A user-friendly option for machine learning is the softwareCellProfiler Analyst. Step 3: Use any programming language for supervised or unsupervised machine learning, such as python or R. The pipeline also generates a CellProfiler Analyst properties file for the machine learning in step 3. The example CellProfiler pipeline exports the features as csv files. Step 2: Segment images and extract features in CellProfiler. The app reads a cif file and writes the tiles (which are tif image files) to the output folder. Step 1: Automatically generate tiles of 1000 single cell images per tile, using a python app (alternatively a Matlab script is available). Preparatory Step: Identify cell populations using gating in IDEAS software. Label-free cell cycle analysis for high-throughput imaging flow cytometry.

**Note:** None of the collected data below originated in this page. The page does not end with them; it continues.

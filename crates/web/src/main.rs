use std::time::Duration;

use anyhow::Context;
use axum::Router;
use storage::Database;
use tower_http::cors::{Any, CorsLayer};
use utoipa::OpenApi;
use utoipa_swagger_ui::SwaggerUi;

mod config;
mod error;
mod features;
mod middleware;

use config::Config;
use middleware::auth::ApiKeys;

#[derive(OpenApi)]
#[openapi(
    paths(
        features::participants::handlers::list_participants,
        features::participants::handlers::get_participant,
        features::participants::handlers::create_participant,
        features::participants::handlers::update_participant,
        features::participants::handlers::delete_participant,
        features::participants::handlers::delete_all_participants,
        features::participants::handlers::record_times,
        features::participants::handlers::record_times_bulk,
        features::rounds::handlers::complete_round,
        features::rounds::handlers::reset_results,
        features::ranking::handlers::get_ranking,
        features::live::handlers::get_active,
        features::live::handlers::get_active_id,
        features::live::handlers::set_active,
        features::live::handlers::clear_active,
    ),
    components(
        schemas(
            storage::dto::participant::CreateParticipantRequest,
            storage::dto::participant::UpdateParticipantRequest,
            storage::dto::participant::RecordTimesRequest,
            storage::dto::participant::ParticipantTimes,
            storage::dto::participant::BulkTimesRequest,
            storage::dto::participant::ParticipantResponse,
            storage::dto::participant::ActiveParticipantId,
            storage::dto::ranking::RankingEntry,
            storage::dto::ranking::QualificationInfo,
            storage::dto::round::RoundOutcome,
            storage::dto::round::ResetOutcome,
            storage::models::Participant,
            storage::models::Round,
        )
    ),
    tags(
        (name = "participants", description = "Registration and ride time endpoints"),
        (name = "rounds", description = "Round completion and results reset"),
        (name = "rankings", description = "Public leaderboard"),
        (name = "live", description = "Active rider for the audience screen"),
    ),
    modifiers(&SecurityAddon)
)]
struct ApiDoc;

struct SecurityAddon;

impl utoipa::Modify for SecurityAddon {
    fn modify(&self, openapi: &mut utoipa::openapi::OpenApi) {
        if let Some(components) = openapi.components.as_mut() {
            components.add_security_scheme(
                "bearer_auth",
                utoipa::openapi::security::SecurityScheme::Http(
                    utoipa::openapi::security::HttpBuilder::new()
                        .scheme(utoipa::openapi::security::HttpAuthScheme::Bearer)
                        .bearer_format("API Key")
                        .build(),
                ),
            )
        }
    }
}

#[tokio::main]
async fn main() -> anyhow::Result<()> {
    dotenvy::dotenv().ok();

    tracing_subscriber::fmt()
        .with_env_filter(
            tracing_subscriber::EnvFilter::try_from_default_env().unwrap_or_else(|_| "info".into()),
        )
        .with_target(true)
        .with_file(true)
        .with_line_number(true)
        .init();

    tracing::info!("Starting Bullride API");

    let config = Config::from_env().context("Failed to load API configuration")?;
    tracing::info!("Configuration loaded successfully");

    tracing::info!(
        "Connecting to database at: {}",
        config
            .database_url
            .split('@')
            .next_back()
            .unwrap_or("unknown")
    );
    let db = Database::new(&config.database_url)
        .await
        .context("Failed to initialize database")?;
    tracing::info!("Database connection established");

    tracing::info!("Running database migrations");
    db.run_migrations()
        .await
        .context("Failed to run migrations")?;
    tracing::info!("Database migrations completed successfully");

    let api_keys = ApiKeys::from_comma_separated(&config.api_keys);
    if api_keys.is_empty() {
        tracing::warn!("API_KEYS is empty, every write endpoint will answer 401");
    }

    let cors = CorsLayer::new()
        .allow_origin(Any)
        .allow_methods(Any)
        .allow_headers(Any)
        .max_age(Duration::from_secs(3600));

    let app = Router::new()
        .nest("/api", features::routes(api_keys))
        .merge(SwaggerUi::new("/swagger-ui").url("/api-docs/openapi.json", ApiDoc::openapi()))
        .layer(cors)
        .with_state(db);

    let bind_address = config.bind_address();
    tracing::info!("Starting server at http://{}", bind_address);
    tracing::info!(
        "Swagger UI available at http://{}/swagger-ui/",
        bind_address
    );

    let listener = tokio::net::TcpListener::bind(&bind_address)
        .await
        .with_context(|| format!("Failed to bind {}", bind_address))?;

    axum::serve(listener, app).await?;

    Ok(())
}

#[cfg(test)]
mod tests {
    use super::*;

    #[test]
    fn test_openapi_lists_round_completion() {
        let doc = ApiDoc::openapi();

        assert!(doc.paths.paths.contains_key("/api/rounds/{round}/complete"));
        assert!(doc.paths.paths.contains_key("/api/live/active-id"));
        assert!(doc.paths.paths.contains_key("/api/rankings"));
    }
}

CELLPROFILER PIPELINE SOFTWARE
An open-source solution for advanced imaging flow cytometry data analysis using machine learning. Specifically, we implemented two All authors contributed to the manuscript and approved the open-source software pipelines using CellProfiler and ImageJ. (2016), however, the former protocol is still available here. Note: This is a more user-friendly and streamlined protocol as compared to Blasi et al. 6 Specialized modules for illumination correction may be applied as pre-processing step to remove distortions. elegans worms) and then measure their properties of interest. 5 Biologists typically use CellProfiler to identify objects of interest (e.g. This high-dimensional data can then be analyzed using cutting-edge machine learning and clustering approaches using user-friendly platforms such as CellProfiler Analyst or scripting languages such as R or Python. CellProfiler can read and analyze most common microscopy image formats. The image tiles are imported into the open-source software CellProfiler, where an image processing pipeline identifies cells and subcellular compartments allowing hundreds of morphological features to be measured. cif file format) can be read and resulting image tiles are generated.

Compensated data files from an imaging flow cytometer (the proprietary. It will help to reveal otherwise unappreciated populations of cells based on features that may be hidden to the human eye.

CELLPROFILER PIPELINE FULL
This protocol aims to enable the scientific community to leverage the full analytical power of IFC-derived data sets. We here provide an open-source IFC protocol described in Hennig et al. CellProfiler can be used to analyze the resulting images from imaging flow cytometry, whether brightfield, darkfield, or fluorescence. Imaging flow cytometry (IFC) combines the high-throughput capabilities of conventional flow cytometry with single-cell imaging.